All Anguthimri (those languages which uses ‘Angu’ for the first person singular, followed by proprietive ‘-thimri’) were described as living in the area of Port Musgrave (North), Albatross Bay(South), the Gulf of Carpenteria (East) and the Wenlock River (West). This is not representative of land ownership but of areas where Anguthimri speakers were known to range.
The Mpakwithi’s remaining elders now live in New Mapoon (3 sisters) and Weipa (their first cousin). They are leading the culturo-linguistic revival of Mpakwithi. The revival is built on reconstruction and standardisation of the language described by Crowley (1981) in his salvage grammar sketch.
Following the massacres led by Frank Jardine and Lachlan Kennedy during the 1860’s, members of many decimated tribes, including Mpakwithi, settled at the Old Mapoon mission on the traditional lands of the Tjugundji Nation.
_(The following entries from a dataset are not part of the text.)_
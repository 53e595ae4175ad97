//! Construction errors of the reference simulators.

use pricer_core::market_data::MarketDataError;
use pricer_core::types::{Currency, MarketObservable};
use thiserror::Error;

/// Invalid simulator set-up, reported when a simulator is built.
///
/// # Examples
///
/// ```
/// use pricer_models::simulators::ModelError;
///
/// let err = ModelError::InvalidVolatility { volatility: -0.1 };
/// assert_eq!(err.to_string(), "volatility must be positive and finite, got -0.1");
/// ```
#[derive(Error, Debug, Clone, PartialEq)]
pub enum ModelError {
    /// Spot price is not positive and finite.
    #[error("spot must be positive and finite, got {spot}")]
    InvalidSpot {
        /// The rejected spot
        spot: f64,
    },

    /// Volatility is not positive and finite.
    #[error("volatility must be positive and finite, got {volatility}")]
    InvalidVolatility {
        /// The rejected volatility
        volatility: f64,
    },

    /// Dividend yield is not finite.
    #[error("dividend yield must be finite, got {0}")]
    InvalidDividendYield(f64),

    /// The observable cannot be modelled by this kind of curve or process.
    #[error("{0} cannot be modelled here")]
    WrongObservableKind(MarketObservable),

    /// The same observable was registered twice.
    #[error("{0} is already modelled")]
    DuplicateObservable(MarketObservable),

    /// A curve is denominated in another currency than its observable.
    #[error("curve for {observable} is in {actual}")]
    CurrencyMismatch {
        /// Observable the curve was registered for
        observable: MarketObservable,
        /// Currency of the curve
        actual: Currency,
    },

    /// The model has no shares.
    #[error("at least one share is required")]
    NoShares,

    /// Correlation matrix has the wrong size.
    #[error("correlation matrix must be {expected}x{expected}, got {rows}x{cols}")]
    CorrelationShape {
        /// Number of shares
        expected: usize,
        /// Rows supplied
        rows: usize,
        /// Columns supplied
        cols: usize,
    },

    /// Correlation matrix entry is invalid.
    #[error("invalid correlation at ({i}, {j}): {value}")]
    InvalidCorrelation {
        /// Row
        i: usize,
        /// Column
        j: usize,
        /// Offending value
        value: f64,
    },

    /// Correlation matrix has no Cholesky factor.
    #[error("correlation matrix is not positive definite")]
    NotPositiveDefinite,

    /// Curve construction failed.
    #[error(transparent)]
    MarketData(#[from] MarketDataError),
}
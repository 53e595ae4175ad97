//! European options on a share, cash settled at expiry.

use pricer_core::traits::Product;
use pricer_core::types::{Cashflow, Currency, Date, MarketObservable, SimulationError};

/// Call or put.
///
/// # Examples
/// ```
/// use pricer_models::products::OptionType;
///
/// assert_eq!(OptionType::Call.payoff(110.0, 100.0), 10.0);
/// assert_eq!(OptionType::Put.payoff(110.0, 100.0), 0.0);
/// assert_eq!(OptionType::Put.exercise_value(110.0, 100.0), -10.0);
/// ```
#[derive(Debug, Clone, Copy, PartialEq, Eq, Hash)]
#[cfg_attr(feature = "serde", derive(serde::Serialize, serde::Deserialize))]
#[cfg_attr(feature = "serde", serde(rename_all = "lowercase"))]
pub enum OptionType {
    /// Right to buy: max(S - K, 0)
    Call,
    /// Right to sell: max(K - S, 0)
    Put,
}

impl OptionType {
    /// Signed value received on exercise: `S - K` for a call, `K - S` for a put.
    #[inline]
    pub fn exercise_value(&self, spot: f64, strike: f64) -> f64 {
        match self {
            OptionType::Call => spot - strike,
            OptionType::Put => strike - spot,
        }
    }

    /// Payoff at expiry, floored at zero.
    #[inline]
    pub fn payoff(&self, spot: f64, strike: f64) -> f64 {
        self.exercise_value(spot, strike).max(0.0)
    }
}

/// European option paying `payoff(S(expiry), K)` in the share's currency on
/// the expiry date.
#[derive(Debug, Clone, PartialEq)]
pub struct EuropeanOption {
    share: MarketObservable,
    option_type: OptionType,
    strike: f64,
    expiry: Date,
    value_date: Option<Date>,
    spot_at_expiry: Option<f64>,
}

impl EuropeanOption {
    /// Creates an option on `share`.
    pub fn new(share: MarketObservable, option_type: OptionType, strike: f64, expiry: Date) -> Self {
        Self {
            share,
            option_type,
            strike,
            expiry,
            value_date: None,
            spot_at_expiry: None,
        }
    }

    /// Expiry and payment date.
    pub fn expiry(&self) -> Date {
        self.expiry
    }

    /// Strike price.
    pub fn strike(&self) -> f64 {
        self.strike
    }

    fn is_live(&self) -> bool {
        self.value_date.map_or(true, |vd| self.expiry > vd)
    }
}

impl Product for EuropeanOption {
    fn set_value_date(&mut self, value_date: Date) {
        self.value_date = Some(value_date);
    }

    fn reset(&mut self) {
        self.spot_at_expiry = None;
    }

    fn required_indices(&self) -> Vec<MarketObservable> {
        if self.is_live() {
            vec![self.share.clone()]
        } else {
            Vec::new()
        }
    }

    fn required_index_dates(&self, index: &MarketObservable) -> Vec<Date> {
        if self.is_live() && index == &self.share {
            vec![self.expiry]
        } else {
            Vec::new()
        }
    }

    fn set_index_values(&mut self, index: &MarketObservable, values: &[f64]) {
        if index == &self.share {
            self.spot_at_expiry = values.first().copied();
        }
    }

    fn cashflows(&self) -> Result<Vec<Cashflow>, SimulationError> {
        if !self.is_live() {
            return Ok(Vec::new());
        }
        let spot = self
            .spot_at_expiry
            .ok_or_else(|| SimulationError::MissingIndexValues(self.share.clone()))?;
        let currency = self.share.currency().ok_or_else(|| {
            SimulationError::InvalidParameter(format!("{} has no currency", self.share))
        })?;
        Ok(vec![Cashflow::new(
            self.expiry,
            self.option_type.payoff(spot, self.strike),
            currency,
        )])
    }

    fn cashflow_currencies(&self) -> Vec<Currency> {
        if self.is_live() {
            self.share.currency().into_iter().collect()
        } else {
            Vec::new()
        }
    }

    fn cashflow_dates(&self, currency: Currency) -> Vec<Date> {
        if self.is_live() && self.share.currency() == Some(currency) {
            vec![self.expiry]
        } else {
            Vec::new()
        }
    }

    fn clone_box(&self) -> Box<dyn Product> {
        Box::new(self.clone())
    }
}

#[cfg(test)]
mod tests {
    use super::*;

    fn share() -> MarketObservable {
        MarketObservable::share(Currency::ZAR, "AAA")
    }

    fn date(y: i32) -> Date {
        Date::from_ymd(y, 1, 1).unwrap()
    }

    #[test]
    fn test_put_pays_intrinsic_at_expiry() {
        let mut option = EuropeanOption::new(share(), OptionType::Put, 100.0, date(2026));
        option.set_value_date(date(2025));
        assert_eq!(option.required_index_dates(&share()), vec![date(2026)]);

        option.set_index_values(&share(), &[80.0]);
        assert_eq!(
            option.cashflows().unwrap(),
            vec![Cashflow::new(date(2026), 20.0, Currency::ZAR)]
        );
    }

    #[test]
    fn test_missing_spot_is_an_error() {
        let mut option = EuropeanOption::new(share(), OptionType::Call, 100.0, date(2026));
        option.set_value_date(date(2025));
        option.set_index_values(&share(), &[120.0]);
        option.reset();
        assert_eq!(
            option.cashflows(),
            Err(SimulationError::MissingIndexValues(share()))
        );
    }

    #[test]
    fn test_expired_option_is_inert() {
        let mut option = EuropeanOption::new(share(), OptionType::Call, 100.0, date(2025));
        option.set_value_date(date(2025));
        assert!(option.required_indices().is_empty());
        assert!(option.cashflow_currencies().is_empty());
        assert!(option.cashflows().unwrap().is_empty());
    }
}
In 1963 the Director of Native Affairs ordered police to remove the residents of Old Mapoon and burn their community to the ground to make way for a mining lease. The Mpakwithi and other residents of Old Mapoon were relocated to New Mapoon, near Bamaga, at the northernmost tip of Cape York Peninsula, where they now live. Susan Kennedy and her sisters Victoria Kennedy and Agnes Mark are reviving their Mpakwithi language. Susan’s grandfather Donald Fletcher was the last fluent speaker of Mpakwithi. He learned his language by escaping from the mission dormitory to spend time with free Mpakwithi elders in the bush.